Kommentar von Stefan Reineckeüber Schulz und Scholz: SPD auf Sinnsuche
Wer in Deutschland 45 Jahre lang für den derzeitigen Mindestlohn arbeitet, bekommt im Alter nicht mehr als die staatliche Grundsicherung. Das illustriert nicht nur drastisch, wie sich die Senkungen des Rentenniveaus der letzten Jahre auswirken – es ist auch ungerecht. Denn wer lange schuftet, bekommt mit 67 Jahren somit genauso wenig wie jemand, der ein Leben lang keinen Cent in die Rentenkasse eingezahlt hat.
SPD-Mann Olaf Scholz fordert nun, dass der Mindestlohn auf 12 Euro steigen muss. Das ist eine richtige und für die SPD, die sich als Partei der Arbeit versteht, eigentlich eine selbstverständliche Forderung. Begreift die SPD also endlich, dass sie, wie es der Historiker Tony Judt formulierte, die Ängste der Unter- und Mittelschicht ernst nehmen muss?
Eher nicht. Auch bei richtigen Ideen zählt in der Politik das Wer, Wann und Warum. Der Zeitpunkt stimmt doppelt skeptisch; im Wahlkampf traute sich die SPD keine griffige sozialpolitische Idee zu.
Dass Scholz die Mindestlohnforderung nun mit giftigen Spitzen gegen den glücklosen Parteichef Martin Schulz garniert, nährt den Verdacht, dass dies eher ein Testballon dafür ist, ob Scholz Chancen auf Schulz’ Job hat. Denn verwunderlich wirkt auch, dass Olaf Scholz, ein Anhänger ordnungsgemäßer Verwaltungsabläufe, lässig ignoriert, dass eine unabhängige Kommission die Höhe des Mindestlohns bestimmt; dafür hatte seine Genossin Andrea Nahles gesorgt.
Das Fingerhakeln zwischen Scholz und Schulz passt in das verwirrende Bild, das die SPD abgibt. Martin Schulz macht neuerdings in Kapitalismuskritik und beteuert, dass die Partei weiblicher und jünger werden muss. Gleichzeitig besetzen Parteirechte, allesamt Männer, die wenigen verbliebenen Jobs.
Recht konfus wirkt auch, wie widerstandslos die SPD in Niedersachsen nun eine Große Koalition mit der CDU eingeht. Ja, die FDP will keine Ampel und lässt somit wenig andere Möglichkeiten.
Und doch: Den überraschenden Sieg in Hannover verdankte die SPD ja auch der volltönenden Absage an die Große Koalition in Berlin.
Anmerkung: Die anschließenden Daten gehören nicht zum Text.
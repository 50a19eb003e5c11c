//! CSV ingestion of play history.
//!
//! Accepts our own column names as well as nflfastR-style exports
//! (`ydstogo`, `yardline_100`, `half_seconds_remaining`, `play_type`, ...).
//! Missing timeout columns count as three timeouts and a missing `home`
//! column as the home side. Any present value outside its domain fails the
//! whole load with the offending row.
//!
//! nflfastR numbers plays per game, so when a `game_id` column is present the
//! record id is derived from the (`game_id`, `play_id`) pair.

use serde::Deserialize;
use sha2::{Digest, Sha256};
use std::path::Path;

use crate::data::dataset::HistoricalRecord;
use crate::game::{GameState, GameStatePayload, PlayCall, ValidationError};
use crate::{DecisionServiceError, Result};

#[derive(Debug, Deserialize)]
struct HistoryRow {
    #[serde(default)]
    game_id: Option<String>,
    #[serde(default)]
    play_id: Option<u64>,
    down: i64,
    #[serde(alias = "ydstogo")]
    distance: i64,
    #[serde(alias = "yardline_100")]
    field_position: i64,
    #[serde(alias = "score_differential")]
    score_diff: i64,
    #[serde(alias = "half_seconds_remaining")]
    time_remaining: i64,
    #[serde(alias = "qtr")]
    quarter: i64,
    #[serde(default, alias = "posteam_timeouts_remaining")]
    offense_timeouts: Option<i64>,
    #[serde(default, alias = "defteam_timeouts_remaining")]
    defense_timeouts: Option<i64>,
    #[serde(default)]
    home: Option<String>,
    #[serde(default)]
    team_strength_off: Option<f64>,
    #[serde(default)]
    team_strength_def: Option<f64>,
    #[serde(default, alias = "weather_wind")]
    wind_mph: Option<f64>,
    #[serde(default, alias = "play_type")]
    decision: Option<String>,
    #[serde(default, alias = "ep_next_score")]
    points: Option<f64>,
}

/// Stable 64-bit id of a play within a game.
fn play_key(game_id: &str, play: u64) -> u64 {
    let digest = Sha256::new()
        .chain_update(game_id.as_bytes())
        .chain_update(b":")
        .chain_update(play.to_le_bytes())
        .finalize();
    let mut head = [0u8; 8];
    head.copy_from_slice(&digest[..8]);
    u64::from_le_bytes(head)
}

fn parse_home(raw: Option<&str>) -> std::result::Result<bool, ValidationError> {
    match raw.map(str::trim) {
        None | Some("") => Ok(true),
        Some("1") | Some("true") | Some("TRUE") => Ok(true),
        Some("0") | Some("false") | Some("FALSE") => Ok(false),
        Some(other) => Err(ValidationError::new(
            "home",
            format!("'{}' is not a boolean flag", other),
        )),
    }
}

impl HistoryRow {
    fn into_record(self, row: usize) -> std::result::Result<HistoricalRecord, ValidationError> {
        let home = parse_home(self.home.as_deref())?;
        let state = GameState::try_from(GameStatePayload {
            down: self.down,
            distance: self.distance,
            field_position: self.field_position,
            score_diff: self.score_diff,
            time_remaining: self.time_remaining,
            quarter: self.quarter,
            offense_timeouts: self.offense_timeouts.unwrap_or(3),
            defense_timeouts: self.defense_timeouts.unwrap_or(3),
            home,
            team_strength_off: self.team_strength_off,
            team_strength_def: self.team_strength_def,
            wind_mph: self.wind_mph,
        })?;

        let decision = match self.decision.as_deref().map(str::trim) {
            None | Some("") => None,
            Some(raw) => Some(
                raw.parse::<PlayCall>()
                    .map_err(|reason| ValidationError::new("decision", reason))?,
            ),
        };
        if matches!(self.points, Some(p) if !p.is_finite()) {
            return Err(ValidationError::new("points", "must be a finite number"));
        }

        let play = self.play_id.unwrap_or(row as u64);
        let id = match self.game_id.as_deref().map(str::trim) {
            Some(game) if !game.is_empty() => play_key(game, play),
            _ => play,
        };

        Ok(HistoricalRecord {
            id,
            state,
            decision,
            points: self.points,
        })
    }
}

/// Read every row of a history CSV; the first invalid row aborts the load.
pub fn load_history_csv(path: impl AsRef<Path>) -> Result<Vec<HistoricalRecord>> {
    let path = path.as_ref();
    let mut reader = csv::Reader::from_path(path)?;
    let mut records = Vec::new();

    for (index, row) in reader.deserialize::<HistoryRow>().enumerate() {
        let row_number = index + 1;
        let record = row?
            .into_record(row_number)
            .map_err(|source| DecisionServiceError::InvalidRecord {
                row: row_number,
                source,
            })?;
        records.push(record);
    }

    log::info!("📂 Loaded {} plays from {}", records.len(), path.display());
    Ok(records)
}
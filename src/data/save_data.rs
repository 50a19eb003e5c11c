use serde::Serialize;
use std::path::Path;

use crate::data::dataset::HistoricalRecord;
use crate::Result;

#[derive(Serialize)]
struct HistoryRowOut {
    play_id: u64,
    down: u8,
    distance: u8,
    field_position: u8,
    score_diff: i16,
    time_remaining: u16,
    quarter: u8,
    offense_timeouts: u8,
    defense_timeouts: u8,
    home: u8,
    team_strength_off: Option<f64>,
    team_strength_def: Option<f64>,
    wind_mph: Option<f64>,
    decision: Option<&'static str>,
    points: Option<f64>,
}

/// Write history in the column layout `load_history_csv` reads back.
pub fn save_history_csv(path: impl AsRef<Path>, records: &[HistoricalRecord]) -> Result<()> {
    let path = path.as_ref();
    if let Some(parent) = path.parent() {
        if !parent.as_os_str().is_empty() {
            std::fs::create_dir_all(parent)?;
        }
    }

    let mut writer = csv::Writer::from_path(path)?;
    for record in records {
        let s = &record.state;
        writer.serialize(HistoryRowOut {
            play_id: record.id,
            down: s.down(),
            distance: s.distance(),
            field_position: s.field_position(),
            score_diff: s.score_diff(),
            time_remaining: s.time_remaining(),
            quarter: s.quarter(),
            offense_timeouts: s.offense_timeouts(),
            defense_timeouts: s.defense_timeouts(),
            home: u8::from(s.home()),
            team_strength_off: s.team_strength_off(),
            team_strength_def: s.team_strength_def(),
            wind_mph: s.wind_mph(),
            decision: record.decision.map(|c| c.label()),
            points: record.points,
        })?;
    }
    writer.flush()?;

    log::info!("✅ Wrote {} plays to {}", records.len(), path.display());
    Ok(())
}

#[cfg(test)]
mod tests {
    use super::*;
    use crate::data::history::{generate_history, HistoryOptions};
    use crate::data::load_data::load_history_csv;

    #[test]
    fn test_saved_history_loads_back() {
        let dir = tempfile::tempdir().unwrap();
        let path = dir.path().join("history").join("plays.csv");
        let records = generate_history(&HistoryOptions {
            rows: 50,
            seed: 3,
            ..Default::default()
        })
        .unwrap();

        save_history_csv(&path, &records).unwrap();
        let loaded = load_history_csv(&path).unwrap();

        assert_eq!(loaded.len(), records.len());
        for (a, b) in records.iter().zip(&loaded) {
            assert_eq!(a.id, b.id);
            assert_eq!(a.state, b.state);
            assert_eq!(a.decision, b.decision);
        }
    }
}
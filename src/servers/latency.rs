//! Request counters and latency histogram for `GET /metrics`.

use serde::Serialize;
use std::collections::BTreeMap;
use std::sync::atomic::{AtomicU64, Ordering};
use std::sync::Mutex;
use std::time::Duration;

/// Upper bounds of the latency buckets, in milliseconds
pub const LATENCY_BUCKETS_MS: [f64; 12] = [
    0.25, 0.5, 1.0, 2.0, 5.0, 10.0, 20.0, 50.0, 100.0, 200.0, 500.0, 1000.0,
];

#[derive(Debug, Default)]
pub struct ServiceMetrics {
    requests: AtomicU64,
    successes: AtomicU64,
    /// One counter per bucket plus the overflow bucket
    buckets: [AtomicU64; LATENCY_BUCKETS_MS.len() + 1],
    latency_micros_total: AtomicU64,
    cache_hits: AtomicU64,
    cache_misses: AtomicU64,
    errors: Mutex<BTreeMap<&'static str, u64>>,
}

#[derive(Debug, Clone, Serialize)]
pub struct LatencyBucket {
    /// `None` for the overflow bucket
    pub le_ms: Option<f64>,
    pub count: u64,
}

#[derive(Debug, Clone, Serialize)]
pub struct MetricsSnapshot {
    pub requests: u64,
    pub successes: u64,
    pub errors: BTreeMap<&'static str, u64>,
    pub mean_latency_ms: f64,
    pub latency_histogram: Vec<LatencyBucket>,
    pub cache_hits: u64,
    pub cache_misses: u64,
}

impl ServiceMetrics {
    pub fn new() -> Self {
        Self::default()
    }

    pub fn record_success(&self, latency: Duration) {
        self.requests.fetch_add(1, Ordering::Relaxed);
        self.successes.fetch_add(1, Ordering::Relaxed);
        self.observe(latency);
    }

    pub fn record_error(&self, kind: &'static str, latency: Duration) {
        self.requests.fetch_add(1, Ordering::Relaxed);
        self.observe(latency);
        let mut errors = self.errors.lock().unwrap_or_else(|p| p.into_inner());
        *errors.entry(kind).or_insert(0) += 1;
    }

    pub fn record_cache(&self, hit: bool) {
        let counter = if hit { &self.cache_hits } else { &self.cache_misses };
        counter.fetch_add(1, Ordering::Relaxed);
    }

    fn observe(&self, latency: Duration) {
        let ms = latency.as_secs_f64() * 1000.0;
        let index = LATENCY_BUCKETS_MS
            .iter()
            .position(|bound| ms <= *bound)
            .unwrap_or(LATENCY_BUCKETS_MS.len());
        self.buckets[index].fetch_add(1, Ordering::Relaxed);
        self.latency_micros_total
            .fetch_add(latency.as_micros() as u64, Ordering::Relaxed);
    }

    pub fn snapshot(&self) -> MetricsSnapshot {
        let requests = self.requests.load(Ordering::Relaxed);
        let total_micros = self.latency_micros_total.load(Ordering::Relaxed);
        let latency_histogram = self
            .buckets
            .iter()
            .enumerate()
            .map(|(i, count)| LatencyBucket {
                le_ms: LATENCY_BUCKETS_MS.get(i).copied(),
                count: count.load(Ordering::Relaxed),
            })
            .collect();
        MetricsSnapshot {
            requests,
            successes: self.successes.load(Ordering::Relaxed),
            errors: self.errors.lock().unwrap_or_else(|p| p.into_inner()).clone(),
            mean_latency_ms: if requests == 0 {
                0.0
            } else {
                total_micros as f64 / requests as f64 / 1000.0
            },
            latency_histogram,
            cache_hits: self.cache_hits.load(Ordering::Relaxed),
            cache_misses: self.cache_misses.load(Ordering::Relaxed),
        }
    }
}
Mit diesem Drive gleich wieder in einer kommoden Großen Koalition zu landen, wirkt wie vieles in der SPD derzeit: unausgegoren und wankelmütig.
Martin Schulz will die Partei nun nach außen öffnen, die Basis soll mehr zu sagen haben. Das klingt gut, aber auch sehr bekannt. Die Parteireform ist seit dreißig Jahren der typische Reflex der SPD auf Wahlniederlagen. Es wäre nicht das erste Mal, dass das groß angekündigte „Mehr Demokratie wagen“ als Intermezzo endet.
Dafür ist die Lage für die SPD dann doch zu ernst. Vielleicht ist die Generation Gabriel und Oppermann, Scholz und Schulz einfach nicht die Lösung, sondern das Problem.